**Exercise goal**
Using the records below, repeat exactly the lines from the one holding "assert_eq!(adjacency.neighbours_of(Cell::new(0, 0)), vec![]);" through the one holding "2), Cell::new(5, 5)];", both ends included, and no others.

———

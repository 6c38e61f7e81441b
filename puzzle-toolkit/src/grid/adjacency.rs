use std::collections::VecDeque;

use crate::basic_types::Cell;
use crate::containers::HashMap;
use crate::containers::KeyedVec;
use crate::containers::StorageKey;
use crate::model::Model;
use crate::variables::BoolVar;
use crate::variables::VariableTag;

/// Dense index of a cell within an [`Adjacency`].
#[derive(Clone, Copy, Debug, PartialEq, Eq, PartialOrd, Ord, Hash)]
pub struct CellId(u32);

impl StorageKey for CellId {
    fn index(&self) -> usize {
        self.0 as usize
    }

    fn create_from_index(index: usize) -> Self {
        CellId(index as u32)
    }
}

/// The at most four orthogonal neighbours of a cell.
#[derive(Clone, Copy, Debug, PartialEq, Eq)]
pub struct Neighbours {
    ids: [CellId; 4],
    len: u8,
}

impl Neighbours {
    fn empty() -> Self {
        Neighbours {
            ids: [CellId(0); 4],
            len: 0,
        }
    }

    fn push(&mut self, id: CellId) {
        assert!(self.len < 4, "a cell has at most four orthogonal neighbours");
        self.ids[self.len as usize] = id;
        self.len += 1;
    }

    pub fn len(&self) -> usize {
        self.len as usize
    }

    pub fn is_empty(&self) -> bool {
        self.len == 0
    }

    pub fn iter(&self) -> impl Iterator<Item = CellId> + '_ {
        self.ids[..self.len as usize].iter().copied()
    }
}

/// An immutable orthogonal adjacency graph over a set of cells.
///
/// Cells are numbered in row-major order, so [`CellId`] order is the canonical cell order.
#[derive(Clone, Debug)]
pub struct Adjacency {
    cells: KeyedVec<CellId, Cell>,
    ids: HashMap<Cell, CellId>,
    neighbours: KeyedVec<CellId, Neighbours>,
}

impl Adjacency {
    /// Links every pair of orthogonally adjacent cells.
    pub fn orthogonal(cells: impl IntoIterator<Item = Cell>) -> Adjacency {
        Adjacency::orthogonal_where(cells, |_, _| true)
    }

    /// Links orthogonally adjacent cells `a < b` for which `linked(a, b)` holds, e.g. to stop
    /// adjacency at region borders.
    pub fn orthogonal_where(
        cells: impl IntoIterator<Item = Cell>,
        linked: impl Fn(Cell, Cell) -> bool,
    ) -> Adjacency {
        let mut sorted = cells.into_iter().collect::<Vec<_>>();
        sorted.sort();
        sorted.dedup();

        let cells = sorted.into_iter().collect::<KeyedVec<CellId, Cell>>();
        let ids = cells
            .enumerate()
            .map(|(id, &cell)| (cell, id))
            .collect::<HashMap<_, _>>();

        let neighbours = cells
            .iter()
            .map(|&cell| {
                let mut neighbours = Neighbours::empty();
                for other in cell.orthogonal_neighbours() {
                    let Some(&other_id) = ids.get(&other) else {
                        continue;
                    };
                    if linked(cell.min(other), cell.max(other)) {
                        neighbours.push(other_id);
                    }
                }
                neighbours
            })
            .collect();

        Adjacency {
            cells,
            ids,
            neighbours,
        }
    }

    pub fn len(&self) -> usize {
        self.cells.len()
    }

    pub fn is_empty(&self) -> bool {
        self.cells.is_empty()
    }

    pub fn id(&self, cell: Cell) -> Option<CellId> {
        self.ids.get(&cell).copied()
    }

    pub fn cell(&self, id: CellId) -> Cell {
        self.cells[id]
    }

    pub fn ids(&self) -> impl Iterator<Item = CellId> {
        self.cells.keys()
    }

    pub fn cells(&self) -> impl Iterator<Item = Cell> + '_ {
        self.cells.iter().copied()
    }

    pub fn neighbours(&self, id: CellId) -> impl Iterator<Item = CellId> + '_ {
        self.neighbours[id].iter()
    }

    /// The neighbours of `cell`; empty when the cell is not part of the graph.
    pub fn neighbours_of(&self, cell: Cell) -> Vec<Cell> {
        self.id(cell)
            .map(|id| self.neighbours(id).map(|other| self.cell(other)).collect())
            .unwrap_or_default()
    }

    /// Every undirected edge once, as `(a, b)` with `a < b`.
    pub fn edges(&self) -> impl Iterator<Item = (CellId, CellId)> + '_ {
        self.ids().flat_map(move |id| {
            self.neighbours(id)
                .filter(move |&other| id < other)
                .map(move |other| (id, other))
        })
    }

    /// Breadth-first distance of every cell from `source`; `None` for unreachable cells.
    pub fn distances_from(&self, source: CellId) -> KeyedVec<CellId, Option<u32>> {
        let mut distances = self
            .ids()
            .map(|_| None)
            .collect::<KeyedVec<CellId, Option<u32>>>();
        distances[source] = Some(0);

        let mut queue = VecDeque::from([source]);
        while let Some(id) = queue.pop_front() {
            let next = distances[id].map_or(0, |distance| distance + 1);
            for other in self.neighbours(id) {
                if distances[other].is_none() {
                    distances[other] = Some(next);
                    queue.push_back(other);
                }
            }
        }

        distances
    }
}

/// An [`Adjacency`] whose edges are decided by the solver: every undirected edge carries a
/// [`BoolVar`] stating whether it is part of the structure (a loop, a path, ...).
#[derive(Clone, Debug)]
pub struct EdgeAdjacency {
    adjacency: Adjacency,
    edges: HashMap<(CellId, CellId), BoolVar>,
}

impl EdgeAdjacency {
    /// Allocates one edge variable per edge of `adjacency`.
    pub fn new(model: &mut Model, adjacency: Adjacency) -> EdgeAdjacency {
        let edges = adjacency
            .edges()
            .map(|(a, b)| {
                let tag = VariableTag::Edge {
                    from: adjacency.cell(a),
                    to: adjacency.cell(b),
                };
                ((a, b), model.new_tagged_bool(tag))
            })
            .collect();

        EdgeAdjacency { adjacency, edges }
    }

    pub fn adjacency(&self) -> &Adjacency {
        &self.adjacency
    }

    pub fn edge(&self, a: CellId, b: CellId) -> Option<BoolVar> {
        self.edges.get(&(a.min(b), a.max(b))).copied()
    }

    /// The neighbours of `id` together with the variable of the connecting edge.
    pub fn incident(&self, id: CellId) -> impl Iterator<Item = (CellId, BoolVar)> + '_ {
        self.adjacency
            .neighbours(id)
            .filter_map(move |other| Some((other, self.edge(id, other)?)))
    }

    /// All edges as `(a, b, var)` with `a < b`, in canonical order.
    pub fn edges(&self) -> impl Iterator<Item = (Cell, Cell, BoolVar)> + '_ {
        self.adjacency.edges().filter_map(|(a, b)| {
            let var = self.edge(a, b)?;
            Some((self.adjacency.cell(a), self.adjacency.cell(b), var))
        })
    }
}

#[cfg(test)]
mod tests {
    use super::*;
    use crate::basic_types::rectangle;

    #[test]
    fn corner_edge_and_centre_cells_have_two_three_and_four_neighbours() {
        let adjacency = Adjacency::orthogonal(rectangle(3, 3));

        assert_eq!(adjacency.neighbours_of(Cell::new(0, 0)).len(), 2);
        assert_eq!(adjacency.neighbours_of(Cell::new(0, 1)).len(), 3);
        assert_eq!(adjacency.neighbours_of(Cell::new(1, 1)).len(), 4);
        assert_eq!(adjacency.edges().count(), 12);
    }

    #[test]
    fn ids_follow_row_major_order() {
        let adjacency = Adjacency::orthogonal([Cell::new(1, 0), Cell::new(0, 1), Cell::new(0, 0)]);

        assert_eq!(adjacency.cell(CellId(0)), Cell::new(0, 0));
        assert_eq!(adjacency.cell(CellId(1)), Cell::new(0, 1));
        assert_eq!(adjacency.cell(CellId(2)), Cell::new(1, 0));
    }

    #[test]
    fn links_can_be_cut() {
        let wall = (Cell::new(0, 0), Cell::new(0, 1));
        let adjacency =
            Adjacency::orthogonal_where(rectangle(1, 3), |a, b| (a, b) != wall);

        assert_eq!(adjacency.neighbours_of(Cell::new(0, 0)), vec![]);
        assert_eq!(
            adjacency.neighbours_of(Cell::new(0, 1)),
            vec![Cell::new(0, 2)]
        );
    }

    #[test]
    fn distances_ignore_unreachable_cells() {
        let cells = [Cell::new(0, 0), Cell::new(0, 1), Cell::new(0, 2), Cell::new(5, 5)];
        let adjacency = Adjacency::orthogonal(cells);
        let source = adjacency.id(Cell::new(0, 0)).unwrap();
        let distances = adjacency.distances_from(source);

        assert_eq!(
            distances.iter().copied().collect::<Vec<_>>(),
            vec![Some(0), Some(1), Some(2), None]
        );
    }
}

———

**Answer to this task**
        assert_eq!(adjacency.neighbours_of(Cell::new(0, 0)), vec![]);
        assert_eq!(
            adjacency.neighbours_of(Cell::new(0, 1)),
            vec![Cell::new(0, 2)]
        );
    }

    #[test]
    fn distances_ignore_unreachable_cells() {
        let cells = [Cell::new(0, 0), Cell::new(0, 1), Cell::new(0, 2), Cell::new(5, 5)];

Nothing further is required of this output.